- Dataset extract -
###
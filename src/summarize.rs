//! Orchestrator for the introspection pipeline
//!
//! Sequences scanner, grammar parsers, history collector, config detector,
//! and tree builder into one immutable `RepoSummary`. Two modes, no state
//! across calls: full, and incremental (restricted to a caller-supplied
//! file subset, typically a baseline diff). For fixed on-disk content the
//! incremental `modules` list equals the full list filtered to the subset.

use std::collections::HashSet;
use std::path::{Path, PathBuf};

use chrono::Utc;
use crossbeam_channel::Sender;
use rayon::prelude::*;
use thiserror::Error;

use crate::config::ScryConfig;
use crate::core::{FileRecord, Language, ModuleDescriptor, RepoSummary, ScanEvent, scan_files,
                  wire_path};
use crate::git::{HistoryLimits, collect_history};
use crate::manifest::detect_config;
use crate::parse::{LanguageParser, ParseCache};
use crate::tree::build_file_tree;

/// The only hard failure `analyze()` can produce; everything below the
/// root degrades per component.
#[derive(Debug, Error)]
pub enum AnalyzeError {
    #[error("root path does not exist: {0:?}")]
    RootNotFound(PathBuf),
}

/// Per-call options for `analyze`.
#[derive(Debug, Clone, Default)]
pub struct AnalyzeOptions {
    /// Restrict `files` and parsing to this subset (incremental mode).
    /// History, config detection, and the file tree still cover the full
    /// tree.
    pub only_files: Option<Vec<PathBuf>>,
    /// Revision to diff the working tree against for `changedSince`
    pub baseline_revision: Option<String>,
}

/// Analyze the tree rooted at `config.path` into a `RepoSummary`.
pub fn analyze(
    config: &ScryConfig,
    options: &AnalyzeOptions,
    cache: &ParseCache,
) -> Result<RepoSummary, AnalyzeError> {
    analyze_with_events(config, options, cache, None)
}

/// Like `analyze`, streaming progress events to `tx`.
pub fn analyze_with_events(
    config: &ScryConfig,
    options: &AnalyzeOptions,
    cache: &ParseCache,
    tx: Option<Sender<ScanEvent>>,
) -> Result<RepoSummary, AnalyzeError> {
    let notify = |event: ScanEvent| {
        if let Some(tx) = &tx {
            let _ = tx.send(event);
        }
    };

    let root = config
        .path
        .canonicalize()
        .map_err(|_| AnalyzeError::RootNotFound(config.path.clone()))?;
    let scan_config = ScryConfig {
        path: root.clone(),
        ..config.clone()
    };

    notify(ScanEvent::StartScanning);
    let all_records = match scan_files(&scan_config) {
        Ok(records) => records,
        Err(err) => {
            // Pattern-level walk failures degrade to an empty scan
            notify(ScanEvent::Warning(format!("scan failed: {}", err)));
            Vec::new()
        }
    };
    notify(ScanEvent::FilesFound(all_records.len()));

    let records = match &options.only_files {
        Some(only) => {
            let subset: HashSet<String> = only.iter().map(|p| normalize(p, &root)).collect();
            all_records
                .iter()
                .filter(|r| subset.contains(&r.path))
                .cloned()
                .collect()
        }
        None => all_records.clone(),
    };

    let mut modules: Vec<ModuleDescriptor> = records
        .par_iter()
        .filter(|record| record.language.is_parseable())
        .filter_map(|record| {
            let module = parse_one(&root, record, config, cache)?;
            notify(ScanEvent::FileParsed(record.path.clone()));
            Some(module)
        })
        .collect();
    // Worker-completion order must not leak into output
    modules.sort_by(|a, b| a.path.cmp(&b.path));

    let revision_info = if config.no_history {
        None
    } else {
        let limits = HistoryLimits {
            recent_commits: config.recent_commit_limit,
            walk_commits: config.history_walk_limit,
            hot_files: config.file_history_limit,
        };
        collect_history(&root, options.baseline_revision.as_deref(), &limits)
    };

    let config_info = detect_config(&root);

    // Always over the full tree, even in incremental mode
    let root_name = root
        .file_name()
        .map(|n| n.to_string_lossy().into_owned())
        .unwrap_or_else(|| ".".to_string());
    let file_tree = Some(build_file_tree(&root_name, &all_records));

    let mut languages: Vec<Language> = records
        .iter()
        .map(|r| r.language)
        .filter(|l| l.is_parseable())
        .collect();
    languages.sort();
    languages.dedup();

    notify(ScanEvent::Complete(format!(
        "Analyzed {} files, {} modules",
        records.len(),
        modules.len()
    )));

    Ok(RepoSummary {
        languages_present: languages,
        root_path: root.to_string_lossy().into_owned(),
        analyzed_at: Utc::now(),
        files: records,
        modules,
        config_info,
        revision_info,
        file_tree,
    })
}

/// Parse one scanned file. A read failure drops the module (the file
/// record stays); a parse failure degrades inside the grammar parser.
fn parse_one(
    root: &Path,
    record: &FileRecord,
    config: &ScryConfig,
    cache: &ParseCache,
) -> Option<ModuleDescriptor> {
    let parser = LanguageParser::for_language(record.language)?;
    let source = std::fs::read_to_string(root.join(&record.path)).ok()?;

    let hash = ParseCache::compute_hash(&source);
    if let Some(cached) = cache.get(&record.path, &hash) {
        return Some(cached);
    }

    let module = parser.parse(&source, &record.path, &config.complexity);
    cache.insert(record.path.clone(), hash, module.clone());
    Some(module)
}

/// Normalize caller-supplied subset paths to scanner wire paths.
fn normalize(path: &Path, root: &Path) -> String {
    let relative = path.strip_prefix(root).unwrap_or(path);
    let relative = relative.strip_prefix("./").unwrap_or(relative);
    wire_path(relative)
}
###
- Exercise -
Please say how many lines in the records above contain the string "match", giving no other words.

- Expected output -
2